(Data to use Opens)
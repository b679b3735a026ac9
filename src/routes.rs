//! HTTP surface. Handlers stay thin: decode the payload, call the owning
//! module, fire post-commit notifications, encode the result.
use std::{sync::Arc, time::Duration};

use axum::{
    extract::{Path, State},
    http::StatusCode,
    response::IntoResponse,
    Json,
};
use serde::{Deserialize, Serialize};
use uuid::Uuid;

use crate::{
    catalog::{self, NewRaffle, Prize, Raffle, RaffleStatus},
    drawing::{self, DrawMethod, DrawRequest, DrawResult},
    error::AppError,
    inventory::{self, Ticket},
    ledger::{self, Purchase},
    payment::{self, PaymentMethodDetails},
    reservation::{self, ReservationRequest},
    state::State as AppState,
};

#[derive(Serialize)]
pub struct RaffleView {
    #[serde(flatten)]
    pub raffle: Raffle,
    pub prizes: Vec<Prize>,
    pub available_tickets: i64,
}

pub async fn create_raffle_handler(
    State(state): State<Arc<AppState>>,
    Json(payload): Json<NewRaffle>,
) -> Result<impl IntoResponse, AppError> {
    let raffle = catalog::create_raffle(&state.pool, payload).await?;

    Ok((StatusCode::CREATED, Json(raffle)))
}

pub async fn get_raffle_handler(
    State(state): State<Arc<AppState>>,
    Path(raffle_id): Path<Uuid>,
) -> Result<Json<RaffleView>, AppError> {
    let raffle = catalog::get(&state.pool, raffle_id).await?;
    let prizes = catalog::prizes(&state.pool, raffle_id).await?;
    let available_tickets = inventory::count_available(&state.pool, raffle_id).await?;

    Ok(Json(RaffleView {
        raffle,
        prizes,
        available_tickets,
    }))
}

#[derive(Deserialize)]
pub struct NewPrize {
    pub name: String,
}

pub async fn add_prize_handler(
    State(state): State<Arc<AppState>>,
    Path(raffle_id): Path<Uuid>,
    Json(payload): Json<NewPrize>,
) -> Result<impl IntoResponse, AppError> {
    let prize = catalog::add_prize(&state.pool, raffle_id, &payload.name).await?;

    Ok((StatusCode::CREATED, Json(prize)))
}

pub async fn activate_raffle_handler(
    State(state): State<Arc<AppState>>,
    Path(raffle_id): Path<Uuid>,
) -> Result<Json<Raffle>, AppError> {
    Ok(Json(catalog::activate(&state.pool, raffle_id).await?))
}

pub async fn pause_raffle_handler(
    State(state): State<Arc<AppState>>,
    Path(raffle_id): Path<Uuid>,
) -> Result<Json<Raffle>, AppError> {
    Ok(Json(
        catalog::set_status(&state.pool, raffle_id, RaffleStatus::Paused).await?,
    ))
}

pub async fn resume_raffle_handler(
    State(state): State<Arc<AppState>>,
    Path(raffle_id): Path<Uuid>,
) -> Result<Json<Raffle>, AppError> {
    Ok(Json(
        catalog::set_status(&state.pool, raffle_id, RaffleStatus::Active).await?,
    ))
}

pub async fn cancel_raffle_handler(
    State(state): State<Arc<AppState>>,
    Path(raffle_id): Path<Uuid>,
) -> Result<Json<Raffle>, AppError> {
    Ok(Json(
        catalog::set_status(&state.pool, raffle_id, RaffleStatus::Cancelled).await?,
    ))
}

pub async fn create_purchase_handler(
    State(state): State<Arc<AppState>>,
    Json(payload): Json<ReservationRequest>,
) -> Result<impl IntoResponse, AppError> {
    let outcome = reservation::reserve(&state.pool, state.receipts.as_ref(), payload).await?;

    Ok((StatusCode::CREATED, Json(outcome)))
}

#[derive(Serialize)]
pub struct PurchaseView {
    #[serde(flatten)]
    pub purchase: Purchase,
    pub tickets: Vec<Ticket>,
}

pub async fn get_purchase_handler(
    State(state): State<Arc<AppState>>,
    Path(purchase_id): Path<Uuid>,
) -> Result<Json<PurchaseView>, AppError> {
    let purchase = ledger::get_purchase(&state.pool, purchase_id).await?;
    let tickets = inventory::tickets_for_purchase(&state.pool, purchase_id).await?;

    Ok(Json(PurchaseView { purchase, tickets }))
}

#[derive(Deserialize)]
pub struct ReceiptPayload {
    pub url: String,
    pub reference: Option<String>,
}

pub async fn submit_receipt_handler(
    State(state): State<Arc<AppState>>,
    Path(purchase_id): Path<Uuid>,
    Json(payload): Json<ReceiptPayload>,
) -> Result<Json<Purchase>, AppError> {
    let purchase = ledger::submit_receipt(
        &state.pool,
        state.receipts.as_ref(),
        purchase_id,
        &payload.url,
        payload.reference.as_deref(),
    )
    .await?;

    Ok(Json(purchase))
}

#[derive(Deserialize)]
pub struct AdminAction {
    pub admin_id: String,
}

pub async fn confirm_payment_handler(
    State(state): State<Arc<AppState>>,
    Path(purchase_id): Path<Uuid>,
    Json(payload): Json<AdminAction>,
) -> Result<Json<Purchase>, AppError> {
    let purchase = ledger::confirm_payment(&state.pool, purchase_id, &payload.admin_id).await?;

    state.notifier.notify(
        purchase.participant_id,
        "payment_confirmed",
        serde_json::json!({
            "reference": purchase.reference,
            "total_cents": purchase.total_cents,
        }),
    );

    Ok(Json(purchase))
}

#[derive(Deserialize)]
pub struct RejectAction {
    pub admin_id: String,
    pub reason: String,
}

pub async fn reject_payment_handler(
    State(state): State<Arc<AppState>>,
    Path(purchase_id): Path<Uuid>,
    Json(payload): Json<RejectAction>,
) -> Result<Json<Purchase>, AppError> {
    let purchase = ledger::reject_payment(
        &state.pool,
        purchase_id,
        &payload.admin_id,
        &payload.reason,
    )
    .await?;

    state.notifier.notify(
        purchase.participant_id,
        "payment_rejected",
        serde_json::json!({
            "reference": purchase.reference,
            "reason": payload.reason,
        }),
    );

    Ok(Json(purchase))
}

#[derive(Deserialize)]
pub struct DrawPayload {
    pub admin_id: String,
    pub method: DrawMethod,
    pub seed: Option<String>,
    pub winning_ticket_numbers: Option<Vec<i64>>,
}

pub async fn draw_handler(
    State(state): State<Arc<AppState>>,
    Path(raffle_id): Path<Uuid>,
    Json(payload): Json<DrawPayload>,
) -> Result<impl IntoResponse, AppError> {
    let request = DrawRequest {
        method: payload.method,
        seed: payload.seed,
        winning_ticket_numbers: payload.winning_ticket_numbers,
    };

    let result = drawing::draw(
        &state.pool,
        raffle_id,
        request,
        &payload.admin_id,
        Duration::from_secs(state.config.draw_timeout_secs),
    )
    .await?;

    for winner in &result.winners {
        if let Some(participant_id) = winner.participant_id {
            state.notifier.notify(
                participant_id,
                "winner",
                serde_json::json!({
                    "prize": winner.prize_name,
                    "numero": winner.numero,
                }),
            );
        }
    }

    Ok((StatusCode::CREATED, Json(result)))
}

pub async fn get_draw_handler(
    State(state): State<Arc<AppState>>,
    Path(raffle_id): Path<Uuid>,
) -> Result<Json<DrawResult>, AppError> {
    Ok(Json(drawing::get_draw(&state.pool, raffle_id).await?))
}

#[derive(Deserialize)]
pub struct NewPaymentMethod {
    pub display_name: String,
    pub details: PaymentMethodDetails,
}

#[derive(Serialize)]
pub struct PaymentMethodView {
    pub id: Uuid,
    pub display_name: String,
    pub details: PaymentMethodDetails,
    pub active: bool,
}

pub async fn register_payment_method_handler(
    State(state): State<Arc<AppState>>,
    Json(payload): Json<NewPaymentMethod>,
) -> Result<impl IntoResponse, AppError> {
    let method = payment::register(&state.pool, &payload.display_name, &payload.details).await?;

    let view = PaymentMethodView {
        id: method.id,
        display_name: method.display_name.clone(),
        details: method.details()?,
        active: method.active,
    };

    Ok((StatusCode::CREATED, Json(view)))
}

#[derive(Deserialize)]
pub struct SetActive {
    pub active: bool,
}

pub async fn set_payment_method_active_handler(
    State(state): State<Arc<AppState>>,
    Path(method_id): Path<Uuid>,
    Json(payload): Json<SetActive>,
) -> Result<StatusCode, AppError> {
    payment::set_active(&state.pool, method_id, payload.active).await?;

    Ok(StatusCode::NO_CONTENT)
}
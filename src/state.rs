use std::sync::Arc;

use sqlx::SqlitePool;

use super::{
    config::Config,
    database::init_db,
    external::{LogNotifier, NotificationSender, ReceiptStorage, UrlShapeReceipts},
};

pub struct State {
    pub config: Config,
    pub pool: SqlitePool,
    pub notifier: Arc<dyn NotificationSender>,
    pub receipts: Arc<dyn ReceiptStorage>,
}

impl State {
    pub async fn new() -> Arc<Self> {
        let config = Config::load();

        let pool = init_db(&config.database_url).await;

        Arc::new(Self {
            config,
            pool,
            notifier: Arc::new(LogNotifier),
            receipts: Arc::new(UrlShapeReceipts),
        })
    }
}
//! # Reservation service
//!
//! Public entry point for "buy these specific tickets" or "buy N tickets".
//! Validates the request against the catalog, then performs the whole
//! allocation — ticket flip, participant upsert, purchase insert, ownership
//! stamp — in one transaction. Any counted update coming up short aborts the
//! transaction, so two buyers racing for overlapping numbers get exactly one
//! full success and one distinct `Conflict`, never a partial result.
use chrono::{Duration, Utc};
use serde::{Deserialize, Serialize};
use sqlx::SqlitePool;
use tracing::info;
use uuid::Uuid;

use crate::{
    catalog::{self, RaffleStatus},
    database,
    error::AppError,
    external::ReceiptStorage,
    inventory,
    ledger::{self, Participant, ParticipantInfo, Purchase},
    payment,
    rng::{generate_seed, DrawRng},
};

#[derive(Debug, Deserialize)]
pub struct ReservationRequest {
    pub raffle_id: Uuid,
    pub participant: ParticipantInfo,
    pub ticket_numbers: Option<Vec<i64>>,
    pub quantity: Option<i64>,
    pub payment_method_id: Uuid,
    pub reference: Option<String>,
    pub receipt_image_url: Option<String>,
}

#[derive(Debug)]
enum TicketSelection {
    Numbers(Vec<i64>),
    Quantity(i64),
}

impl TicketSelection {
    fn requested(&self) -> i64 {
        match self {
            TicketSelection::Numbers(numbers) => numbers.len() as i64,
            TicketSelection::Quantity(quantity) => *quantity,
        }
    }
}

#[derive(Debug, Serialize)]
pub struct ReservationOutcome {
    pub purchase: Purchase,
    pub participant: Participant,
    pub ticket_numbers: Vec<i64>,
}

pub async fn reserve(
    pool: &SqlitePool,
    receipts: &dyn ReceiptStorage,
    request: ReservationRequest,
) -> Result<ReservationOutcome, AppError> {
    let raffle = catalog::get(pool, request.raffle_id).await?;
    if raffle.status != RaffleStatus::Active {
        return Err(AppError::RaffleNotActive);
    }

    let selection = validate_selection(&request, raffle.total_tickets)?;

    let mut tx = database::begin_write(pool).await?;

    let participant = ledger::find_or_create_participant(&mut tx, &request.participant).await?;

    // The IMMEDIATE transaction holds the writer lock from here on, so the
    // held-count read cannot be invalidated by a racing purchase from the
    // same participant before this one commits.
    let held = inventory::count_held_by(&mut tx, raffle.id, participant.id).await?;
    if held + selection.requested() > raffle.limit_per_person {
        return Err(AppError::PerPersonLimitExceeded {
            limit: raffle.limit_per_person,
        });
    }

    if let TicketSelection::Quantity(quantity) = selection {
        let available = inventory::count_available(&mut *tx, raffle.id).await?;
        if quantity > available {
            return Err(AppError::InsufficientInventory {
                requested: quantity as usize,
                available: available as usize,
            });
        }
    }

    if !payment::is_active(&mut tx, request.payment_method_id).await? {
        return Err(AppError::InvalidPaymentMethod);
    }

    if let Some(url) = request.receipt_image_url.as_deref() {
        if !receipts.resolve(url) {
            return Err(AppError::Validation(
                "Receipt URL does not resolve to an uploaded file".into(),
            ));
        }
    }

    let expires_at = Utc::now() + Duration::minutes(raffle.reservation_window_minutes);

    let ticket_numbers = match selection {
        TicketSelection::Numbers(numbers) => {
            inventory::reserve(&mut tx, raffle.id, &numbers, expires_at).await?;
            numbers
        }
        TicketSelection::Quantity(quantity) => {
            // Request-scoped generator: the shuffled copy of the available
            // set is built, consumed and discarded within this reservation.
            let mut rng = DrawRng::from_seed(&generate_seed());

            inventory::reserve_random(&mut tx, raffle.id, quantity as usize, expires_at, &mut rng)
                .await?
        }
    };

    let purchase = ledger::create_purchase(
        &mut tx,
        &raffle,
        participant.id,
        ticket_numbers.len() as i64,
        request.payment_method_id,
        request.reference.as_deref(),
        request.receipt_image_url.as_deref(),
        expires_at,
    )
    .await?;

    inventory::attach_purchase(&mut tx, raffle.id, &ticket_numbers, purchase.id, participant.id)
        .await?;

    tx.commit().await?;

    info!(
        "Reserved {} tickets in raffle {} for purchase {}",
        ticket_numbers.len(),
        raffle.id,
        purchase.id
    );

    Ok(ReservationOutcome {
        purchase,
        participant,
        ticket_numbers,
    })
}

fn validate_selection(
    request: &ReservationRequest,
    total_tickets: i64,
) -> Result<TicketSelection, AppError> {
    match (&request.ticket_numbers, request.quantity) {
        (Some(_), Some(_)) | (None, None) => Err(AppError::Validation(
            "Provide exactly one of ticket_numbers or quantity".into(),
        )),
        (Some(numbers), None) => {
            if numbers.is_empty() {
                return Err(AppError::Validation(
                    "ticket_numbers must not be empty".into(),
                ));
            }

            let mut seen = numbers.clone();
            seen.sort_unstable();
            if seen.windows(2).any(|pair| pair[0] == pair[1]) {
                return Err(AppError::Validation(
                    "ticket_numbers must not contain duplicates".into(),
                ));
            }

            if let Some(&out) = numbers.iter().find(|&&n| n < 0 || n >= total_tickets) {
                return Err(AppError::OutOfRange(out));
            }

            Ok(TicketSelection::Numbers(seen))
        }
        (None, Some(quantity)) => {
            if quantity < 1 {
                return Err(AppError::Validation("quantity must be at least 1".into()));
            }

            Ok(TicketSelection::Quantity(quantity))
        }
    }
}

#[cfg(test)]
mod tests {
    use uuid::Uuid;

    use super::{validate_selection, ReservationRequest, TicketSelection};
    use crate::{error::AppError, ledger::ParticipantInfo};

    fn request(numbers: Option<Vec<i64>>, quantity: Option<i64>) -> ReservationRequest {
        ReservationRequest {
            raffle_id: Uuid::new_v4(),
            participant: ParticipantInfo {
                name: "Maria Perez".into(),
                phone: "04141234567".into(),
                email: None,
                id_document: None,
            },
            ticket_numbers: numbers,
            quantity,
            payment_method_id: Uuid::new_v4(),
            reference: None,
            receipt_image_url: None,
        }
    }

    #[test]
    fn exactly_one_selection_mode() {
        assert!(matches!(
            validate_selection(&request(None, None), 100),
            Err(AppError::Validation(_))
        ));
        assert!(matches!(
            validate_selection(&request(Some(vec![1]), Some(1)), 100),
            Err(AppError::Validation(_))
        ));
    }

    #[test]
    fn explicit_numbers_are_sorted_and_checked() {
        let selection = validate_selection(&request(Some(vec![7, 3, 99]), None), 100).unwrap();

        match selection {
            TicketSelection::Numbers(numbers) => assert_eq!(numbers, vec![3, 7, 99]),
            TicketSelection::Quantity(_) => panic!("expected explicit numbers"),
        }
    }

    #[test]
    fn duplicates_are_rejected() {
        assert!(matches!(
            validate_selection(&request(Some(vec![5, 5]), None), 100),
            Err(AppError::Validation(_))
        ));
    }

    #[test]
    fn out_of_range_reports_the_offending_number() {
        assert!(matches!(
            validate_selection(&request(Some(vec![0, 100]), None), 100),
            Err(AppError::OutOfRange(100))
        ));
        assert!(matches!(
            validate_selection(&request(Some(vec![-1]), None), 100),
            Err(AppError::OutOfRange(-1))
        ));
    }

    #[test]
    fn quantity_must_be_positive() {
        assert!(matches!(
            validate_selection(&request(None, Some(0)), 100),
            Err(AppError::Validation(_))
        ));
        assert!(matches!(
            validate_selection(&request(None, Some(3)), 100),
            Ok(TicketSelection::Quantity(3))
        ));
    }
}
(Data to use Closes)
Scan the records for the string "Duration". Copy each line in which it appears.

- **Response to the task**:
use std::{sync::Arc, time::Duration};
        Duration::from_secs(state.config.draw_timeout_secs),
use chrono::{Duration, Utc};
    let expires_at = Utc::now() + Duration::minutes(raffle.reservation_window_minutes);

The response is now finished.